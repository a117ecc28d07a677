//! Catalog validation.
//!
//! Checks the structural invariants of a [`FlagCatalog`]: keys are
//! non-empty, lower-case and unique, every alias points at an existing key,
//! and no alias shadows a canonical key.
//!
//! # Examples
//!
//! ```
//! use dgf_strip_core::*;
//!
//! assert!(validate_catalog(FlagCatalog::builtin()).is_empty());
//!
//! // Invalid: alias refers to a key the catalog does not define
//! static DEFS: &[FlagDefinition] = &[FlagDefinition::new("verbose", FlagKind::Verbose)];
//! static ALIASES: &[FlagAlias] = &[FlagAlias::new("q", "quiet")];
//! let bad = FlagCatalog::new(DEFS, ALIASES);
//! assert!(!validate_catalog(&bad).is_empty());
//! ```

use std::collections::HashSet;

use thiserror::Error;

use crate::catalog::FlagCatalog;
use crate::resolve::FLAG_MARKER;

/// Catalog validation errors.
///
/// Each variant describes one structural problem. The `Display` impl
/// provides a human-readable message.
#[derive(Debug, Clone, PartialEq, Eq, Error)]
pub enum CatalogError {
    /// A key or alias is empty or whitespace-only.
    #[error("flag name cannot be empty")]
    EmptyName,
    /// A key or alias carries the marker, upper-case letters or whitespace.
    #[error("invalid flag name format: {0}")]
    InvalidName(String),
    /// Two definitions share a canonical key.
    #[error("duplicate flag key: {0}")]
    DuplicateKey(String),
    /// The same alias is listed twice.
    #[error("duplicate flag alias: {0}")]
    DuplicateAlias(String),
    /// An alias has the same name as a canonical key.
    #[error("alias shadows canonical key: {0}")]
    AliasShadowsKey(String),
    /// An alias points at a key that is not defined.
    #[error("alias {alias} refers to unknown key {key}")]
    DanglingAlias {
        /// The alias name.
        alias: String,
        /// The missing canonical key.
        key: String,
    },
}

/// Validates a catalog and its alias table.
///
/// Returns every problem found, in catalog order. An empty vector means
/// the catalog is usable by the parser and the help renderer.
pub fn validate_catalog(catalog: &FlagCatalog) -> Vec<CatalogError> {
    let mut errors = Vec::new();
    let mut keys: HashSet<&str> = HashSet::new();

    for (key, _) in catalog.definitions() {
        if let Some(err) = check_name(key) {
            errors.push(err);
            continue;
        }
        if !keys.insert(key) {
            errors.push(CatalogError::DuplicateKey(key.to_string()));
        }
    }

    let mut aliases: HashSet<&str> = HashSet::new();
    for entry in catalog.aliases() {
        if let Some(err) = check_name(entry.alias) {
            errors.push(err);
            continue;
        }
        if !aliases.insert(entry.alias) {
            errors.push(CatalogError::DuplicateAlias(entry.alias.to_string()));
            continue;
        }
        if keys.contains(entry.alias) {
            errors.push(CatalogError::AliasShadowsKey(entry.alias.to_string()));
            continue;
        }
        if !keys.contains(entry.key) {
            errors.push(CatalogError::DanglingAlias {
                alias: entry.alias.to_string(),
                key: entry.key.to_string(),
            });
        }
    }

    errors
}

fn check_name(name: &str) -> Option<CatalogError> {
    if name.trim().is_empty() {
        return Some(CatalogError::EmptyName);
    }
    let malformed = name.starts_with(FLAG_MARKER)
        || name.chars().any(|c| c.is_whitespace() || c.is_uppercase());
    if malformed {
        return Some(CatalogError::InvalidName(name.to_string()));
    }
    None
}
//! Plan type definitions.
//!
//! This module defines the data model shared by the parser, the help
//! renderer and the batch executor: flag kinds and definitions, the
//! per-invocation [`ParseResult`], and the non-fatal [`Diagnostic`]s the
//! parser accumulates.

use std::path::{Path, PathBuf};

use serde::Serialize;
use thiserror::Error;

/// Semantic kind of a command-line flag.
///
/// The kind decides what the parser does when the flag is seen and whether
/// the flag waits for a following value token.
///
/// # Examples
///
/// ```
/// use dgf_strip_core::{FlagKind, ValueArity};
///
/// assert_eq!(FlagKind::default(), FlagKind::None);
/// assert_eq!(FlagKind::SpecifyOutputPath.arity(), ValueArity::Required);
/// assert_eq!(FlagKind::Verbose.arity(), ValueArity::None);
/// ```
#[derive(Debug, Clone, Copy, PartialEq, Eq, Hash, Default, Serialize)]
#[serde(rename_all = "snake_case")]
pub enum FlagKind {
    /// No flag (the idle parser state).
    #[default]
    None,
    /// Show the help screen, optionally for a topic.
    ShowHelp,
    /// Enable verbose progress output.
    Verbose,
    /// Override the output path of the most recent input file.
    SpecifyOutputPath,
    /// Set the directory all output paths are placed under.
    SpecifyOutputDirectory,
}

/// How many value tokens a flag consumes.
#[derive(Debug, Clone, Copy, PartialEq, Eq)]
pub enum ValueArity {
    /// Takes no value.
    None,
    /// May be followed by one value.
    Optional,
    /// Must be followed by one value.
    Required,
}

impl FlagKind {
    /// Returns the value arity of this kind.
    pub fn arity(self) -> ValueArity {
        match self {
            Self::None | Self::Verbose => ValueArity::None,
            Self::ShowHelp => ValueArity::Optional,
            Self::SpecifyOutputPath | Self::SpecifyOutputDirectory => ValueArity::Required,
        }
    }

    /// Returns `true` if the flag waits for a following value token.
    pub fn takes_value(self) -> bool {
        self.arity() != ValueArity::None
    }

    /// The required-value flag this kind is, if any.
    pub fn value_flag(self) -> Option<ValueFlag> {
        match self {
            Self::SpecifyOutputPath => Some(ValueFlag::OutputPath),
            Self::SpecifyOutputDirectory => Some(ValueFlag::OutputDirectory),
            Self::None | Self::ShowHelp | Self::Verbose => None,
        }
    }
}

/// A flag that must be followed by a value.
///
/// # Examples
///
/// ```
/// use dgf_strip_core::{FlagKind, ValueFlag};
///
/// assert_eq!(FlagKind::SpecifyOutputPath.value_flag(), Some(ValueFlag::OutputPath));
/// assert_eq!(FlagKind::ShowHelp.value_flag(), None);
/// assert_eq!(ValueFlag::OutputDirectory.label(), "output directory");
/// ```
#[derive(Debug, Clone, Copy, PartialEq, Eq, Hash, Serialize)]
#[serde(rename_all = "snake_case")]
pub enum ValueFlag {
    /// `-output`.
    OutputPath,
    /// `-output-directory`.
    OutputDirectory,
}

impl ValueFlag {
    /// Name used in user-facing messages.
    pub fn label(self) -> &'static str {
        match self {
            Self::OutputPath => "output",
            Self::OutputDirectory => "output directory",
        }
    }

    /// The flag kind this value flag belongs to.
    pub fn kind(self) -> FlagKind {
        match self {
            Self::OutputPath => FlagKind::SpecifyOutputPath,
            Self::OutputDirectory => FlagKind::SpecifyOutputDirectory,
        }
    }
}

/// A known flag.
///
/// Definitions are static data: they are built once as part of a
/// [`FlagCatalog`](crate::FlagCatalog) and never mutated. Descriptions are
/// empty strings when a flag has nothing to say.
///
/// # Examples
///
/// ```
/// use dgf_strip_core::{FlagDefinition, FlagKind};
///
/// const QUIET: FlagDefinition = FlagDefinition::new("quiet", FlagKind::None)
///     .with_short_description("Quiet");
/// assert_eq!(QUIET.canonical_key, "quiet");
/// assert_eq!(QUIET.long_description, "");
/// ```
#[derive(Debug, Clone, Copy, PartialEq, Eq, Serialize)]
pub struct FlagDefinition {
    /// Primary name of the flag, without the marker (e.g. "output").
    pub canonical_key: &'static str,
    /// One-line description shown in the option listing.
    pub short_description: &'static str,
    /// Detailed description shown for a help topic. May span lines.
    pub long_description: &'static str,
    /// What the flag does.
    pub kind: FlagKind,
}

impl FlagDefinition {
    /// Creates a definition with empty descriptions.
    pub const fn new(canonical_key: &'static str, kind: FlagKind) -> Self {
        Self {
            canonical_key,
            short_description: "",
            long_description: "",
            kind,
        }
    }

    /// Sets the one-line description.
    pub const fn with_short_description(mut self, description: &'static str) -> Self {
        self.short_description = description;
        self
    }

    /// Sets the detailed description.
    pub const fn with_long_description(mut self, description: &'static str) -> Self {
        self.long_description = description;
        self
    }
}

/// An alias entry mapping a short name to a canonical key.
#[derive(Debug, Clone, Copy, PartialEq, Eq, Serialize)]
pub struct FlagAlias {
    /// Alias name without the marker (e.g. "od").
    pub alias: &'static str,
    /// Canonical key the alias stands for.
    pub key: &'static str,
}

impl FlagAlias {
    /// Creates an alias entry.
    pub const fn new(alias: &'static str, key: &'static str) -> Self {
        Self { alias, key }
    }
}

/// An input file and the output path it is written to.
#[derive(Debug, Clone, PartialEq, Eq, Serialize)]
pub struct FileMapping {
    /// Input path as given on the command line.
    pub input: String,
    /// Output path, relative to the output directory unless absolute.
    pub output: String,
}

impl FileMapping {
    fn identity(path: &str) -> Self {
        Self {
            input: path.to_string(),
            output: path.to_string(),
        }
    }
}

/// A non-fatal parsing anomaly.
///
/// Diagnostics are collected on the [`ParseResult`] and never stop the
/// parser in lenient mode. The `Display` impl gives the message shown to
/// the user.
///
/// # Examples
///
/// ```
/// use dgf_strip_core::{Diagnostic, ValueFlag};
///
/// assert_eq!(
///     Diagnostic::MissingFlagValue(ValueFlag::OutputDirectory).to_string(),
///     "empty output directory flag"
/// );
/// assert_eq!(
///     Diagnostic::UnknownFlag("-bogus".into()).to_string(),
///     "invalid input flag \"-bogus\""
/// );
/// ```
#[derive(Debug, Clone, PartialEq, Eq, Error, Serialize)]
#[serde(tag = "kind", content = "detail", rename_all = "snake_case")]
pub enum Diagnostic {
    /// A marker-prefixed token matched neither a key nor an alias.
    #[error("invalid input flag \"{0}\"")]
    UnknownFlag(String),
    /// A value-taking flag reached another flag or the end of input.
    #[error("empty {} flag", .0.label())]
    MissingFlagValue(ValueFlag),
    /// An output path was given before any input file.
    #[error("no input path is defined")]
    OrphanOutputOverride,
}

/// The structured plan produced by one parse.
///
/// `files` keeps first-seen order and holds each input once. Every input
/// has an output, which is the input itself until a later `-output`
/// overrides it.
///
/// # Examples
///
/// ```
/// use dgf_strip_core::parse;
///
/// let plan = parse(["a.sav", "-o", "b.sav"]);
/// assert_eq!(plan.output_for("a.sav"), Some("b.sav"));
/// assert!(!plan.wants_help());
/// ```
#[derive(Debug, Clone, Default, PartialEq, Eq, Serialize)]
pub struct ParseResult {
    /// Input files in first-seen order.
    pub files: Vec<FileMapping>,
    /// Directory prefix for every output path (empty when unset).
    pub output_directory: String,
    /// Whether verbose progress output was requested.
    pub verbose: bool,
    /// Whether a help screen was requested.
    pub show_help: bool,
    /// Lower-cased help topic, if one followed the help flag.
    pub help_topic: Option<String>,
    /// Anomalies found while parsing.
    pub diagnostics: Vec<Diagnostic>,
}

impl ParseResult {
    /// Finds the mapping for an input path.
    pub fn file(&self, input: &str) -> Option<&FileMapping> {
        self.files.iter().find(|f| f.input == input)
    }

    /// Returns the output path recorded for an input path.
    pub fn output_for(&self, input: &str) -> Option<&str> {
        self.file(input).map(|f| f.output.as_str())
    }

    /// Returns `true` when the caller should show help instead of running
    /// the batch: help was asked for, or there is nothing to process.
    pub fn wants_help(&self) -> bool {
        self.show_help || self.files.is_empty()
    }

    /// Returns `true` if any diagnostic was recorded.
    pub fn has_diagnostics(&self) -> bool {
        !self.diagnostics.is_empty()
    }

    /// Joins the output directory with a mapping's output path.
    ///
    /// An empty directory leaves the output untouched; an absolute output
    /// replaces the directory.
    ///
    /// # Examples
    ///
    /// ```
    /// use std::path::PathBuf;
    /// use dgf_strip_core::parse;
    ///
    /// let plan = parse(["a.sav", "-od", "out"]);
    /// assert_eq!(plan.resolved_output(&plan.files[0]), PathBuf::from("out/a.sav"));
    /// ```
    pub fn resolved_output(&self, mapping: &FileMapping) -> PathBuf {
        Path::new(&self.output_directory).join(&mapping.output)
    }

    /// Records an input path unless it is already present.
    pub(crate) fn insert_input(&mut self, path: &str) {
        if self.file(path).is_none() {
            self.files.push(FileMapping::identity(path));
        }
    }

    /// Overrides the output of an existing input. Returns `false` if the
    /// input is unknown.
    pub(crate) fn set_output(&mut self, input: &str, output: &str) -> bool {
        match self.files.iter_mut().find(|f| f.input == input) {
            Some(mapping) => {
                mapping.output = output.to_string();
                true
            }
            None => false,
        }
    }
}

#[cfg(test)]
mod tests {
    use super::*;

    #[test]
    fn test_flag_kind_arity() {
        assert!(!FlagKind::None.takes_value());
        assert!(!FlagKind::Verbose.takes_value());
        assert!(FlagKind::ShowHelp.takes_value());
        assert_eq!(FlagKind::ShowHelp.arity(), ValueArity::Optional);
        assert_eq!(FlagKind::SpecifyOutputDirectory.arity(), ValueArity::Required);
    }

    #[test]
    fn test_definition_descriptions_default_to_empty() {
        let def = FlagDefinition::new("quiet", FlagKind::None);
        assert_eq!(def.short_description, "");
        assert_eq!(def.long_description, "");
    }

    #[test]
    fn test_insert_input_keeps_first_occurrence() {
        let mut result = ParseResult::default();
        result.insert_input("a.sav");
        result.insert_input("b.sav");
        assert!(result.set_output("a.sav", "renamed.sav"));
        result.insert_input("a.sav");

        assert_eq!(result.files.len(), 2);
        assert_eq!(result.files[0].input, "a.sav");
        assert_eq!(result.output_for("a.sav"), Some("renamed.sav"));
    }

    #[test]
    fn test_set_output_unknown_input() {
        let mut result = ParseResult::default();
        assert!(!result.set_output("missing.sav", "x.sav"));
        assert!(result.files.is_empty());
    }

    #[test]
    fn test_wants_help_when_no_files() {
        let result = ParseResult::default();
        assert!(result.wants_help());
    }

    #[test]
    fn test_resolved_output_without_directory() {
        let mut result = ParseResult::default();
        result.insert_input("a.sav");
        assert_eq!(
            result.resolved_output(&result.files[0]),
            PathBuf::from("a.sav")
        );
    }

    #[test]
    fn test_resolved_output_absolute_replaces_directory() {
        let absolute = std::env::temp_dir().join("x.sav");
        let absolute = absolute.to_str().unwrap();
        let result = crate::parse(["a.sav", "-o", absolute, "-od", "out"]);

        assert_eq!(result.output_directory, "out");
        assert_eq!(
            result.resolved_output(&result.files[0]),
            PathBuf::from(absolute)
        );
    }

    #[test]
    fn test_value_flag_round_trips_kind() {
        for flag in [ValueFlag::OutputPath, ValueFlag::OutputDirectory] {
            assert_eq!(flag.kind().value_flag(), Some(flag));
        }
        assert_eq!(FlagKind::Verbose.value_flag(), None);
        assert_eq!(FlagKind::None.value_flag(), None);
    }

    #[test]
    fn test_plan_serializes_to_json() {
        let mut result = ParseResult::default();
        result.insert_input("a.sav");
        result.diagnostics.push(Diagnostic::OrphanOutputOverride);
        result
            .diagnostics
            .push(Diagnostic::MissingFlagValue(ValueFlag::OutputDirectory));

        let json = serde_json::to_value(&result).unwrap();
        assert_eq!(json["files"][0]["output"], "a.sav");
        assert_eq!(json["help_topic"], serde_json::Value::Null);
        assert_eq!(json["diagnostics"][0]["kind"], "orphan_output_override");
        assert_eq!(
            json["diagnostics"][1]["detail"],
            "output_directory"
        );
    }

    #[test]
    fn test_diagnostic_messages() {
        assert_eq!(
            Diagnostic::MissingFlagValue(ValueFlag::OutputPath).to_string(),
            "empty output flag"
        );
        assert_eq!(
            Diagnostic::OrphanOutputOverride.to_string(),
            "no input path is defined"
        );
    }
}
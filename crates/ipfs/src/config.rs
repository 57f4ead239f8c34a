use {
    serde::{Deserialize, Deserializer, Serialize},
    std::time::Duration,
    url::Url,
};

/// The gateways tried in order when fetching content by identifier.
pub fn default_gateways() -> Vec<Url> {
    [
        "https://gateway.pinata.cloud/ipfs/",
        "https://ipfs.io/ipfs/",
        "https://cloudflare-ipfs.com/ipfs/",
        "https://dweb.link/ipfs/",
        "https://gateway.ipfs.io/ipfs/",
    ]
    .into_iter()
    .map(|gateway| gateway.parse().unwrap())
    .collect()
}

#[derive(Clone, Debug, Deserialize, Serialize)]
#[serde(rename_all = "kebab-case", deny_unknown_fields, default)]
pub struct IpfsConfig {
    /// Ordered list of gateways to try when fetching content by
    /// identifier. The list is never reordered at runtime.
    pub gateways: Vec<Url>,

    /// Timeout applied to every individual gateway attempt.
    #[serde(with = "humantime_serde")]
    pub timeout: Duration,

    /// Gateway used for display urls and for the bounded access denied
    /// retry.
    pub public_gateway: Url,

    /// Pinning service access. Only the minting flow needs this.
    pub pinning: Option<PinningConfig>,
}

impl Default for IpfsConfig {
    fn default() -> Self {
        Self {
            gateways: default_gateways(),
            timeout: Duration::from_secs(10),
            public_gateway: crate::reference::PUBLIC_GATEWAY.parse().unwrap(),
            pinning: None,
        }
    }
}

/// Access to the pinning service used when minting.
#[derive(Clone, Debug, Deserialize, Serialize)]
#[serde(rename_all = "kebab-case", deny_unknown_fields)]
pub struct PinningConfig {
    /// Base url of the pinning api.
    #[serde(default = "default_pinning_base")]
    pub base: Url,

    /// Authentication token for the pinning api. A leading `%` reads the
    /// token from the named environment variable instead, since secrets
    /// are injected into the environment and never written to the
    /// configuration file.
    #[serde(default, deserialize_with = "deserialize_auth_token")]
    pub auth_token: Option<String>,
}

fn default_pinning_base() -> Url {
    "https://api.pinata.cloud".parse().unwrap()
}

fn deserialize_auth_token<'de, D>(deserializer: D) -> Result<Option<String>, D::Error>
where
    D: Deserializer<'de>,
{
    let Some(raw_auth_token) = Option::<String>::deserialize(deserializer)? else {
        return Ok(None);
    };
    match raw_auth_token.strip_prefix('%') {
        Some(env_var_name) => {
            let env_var_contents = std::env::var(env_var_name).map_err(|err| {
                tracing::error!(%err, %env_var_name, "failed to load env var");
                serde::de::Error::invalid_value(
                    serde::de::Unexpected::Str(env_var_name),
                    &"expected environment variable to be available",
                )
            })?;
            Ok(Some(env_var_contents))
        }
        None => Ok(Some(raw_auth_token)),
    }
}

PROBLEM:
What the task asks for is a word-for-word repeat of the lines above, from the first through the one containing "refers to unknown".

SOLUTION TO THIS EXERCISE:
repository a117ecc28d07a677
//! Catalog validation.
//!
//! Checks the structural invariants of a [`FlagCatalog`]: keys are
//! non-empty, lower-case and unique, every alias points at an existing key,
//! and no alias shadows a canonical key.
//!
//! # Examples
//!
//! ```
//! use dgf_strip_core::*;
//!
//! assert!(validate_catalog(FlagCatalog::builtin()).is_empty());
//!
//! // Invalid: alias refers to a key the catalog does not define
//! static DEFS: &[FlagDefinition] = &[FlagDefinition::new("verbose", FlagKind::Verbose)];
//! static ALIASES: &[FlagAlias] = &[FlagAlias::new("q", "quiet")];
//! let bad = FlagCatalog::new(DEFS, ALIASES);
//! assert!(!validate_catalog(&bad).is_empty());
//! ```

use std::collections::HashSet;

use thiserror::Error;

use crate::catalog::FlagCatalog;
use crate::resolve::FLAG_MARKER;

/// Catalog validation errors.
///
/// Each variant describes one structural problem. The `Display` impl
/// provides a human-readable message.
#[derive(Debug, Clone, PartialEq, Eq, Error)]
pub enum CatalogError {
    /// A key or alias is empty or whitespace-only.
    #[error("flag name cannot be empty")]
    EmptyName,
    /// A key or alias carries the marker, upper-case letters or whitespace.
    #[error("invalid flag name format: {0}")]
    InvalidName(String),
    /// Two definitions share a canonical key.
    #[error("duplicate flag key: {0}")]
    DuplicateKey(String),
    /// The same alias is listed twice.
    #[error("duplicate flag alias: {0}")]
    DuplicateAlias(String),
    /// An alias has the same name as a canonical key.
    #[error("alias shadows canonical key: {0}")]
    AliasShadowsKey(String),
    /// An alias points at a key that is not defined.
    #[error("alias {alias} refers to unknown key {key}")]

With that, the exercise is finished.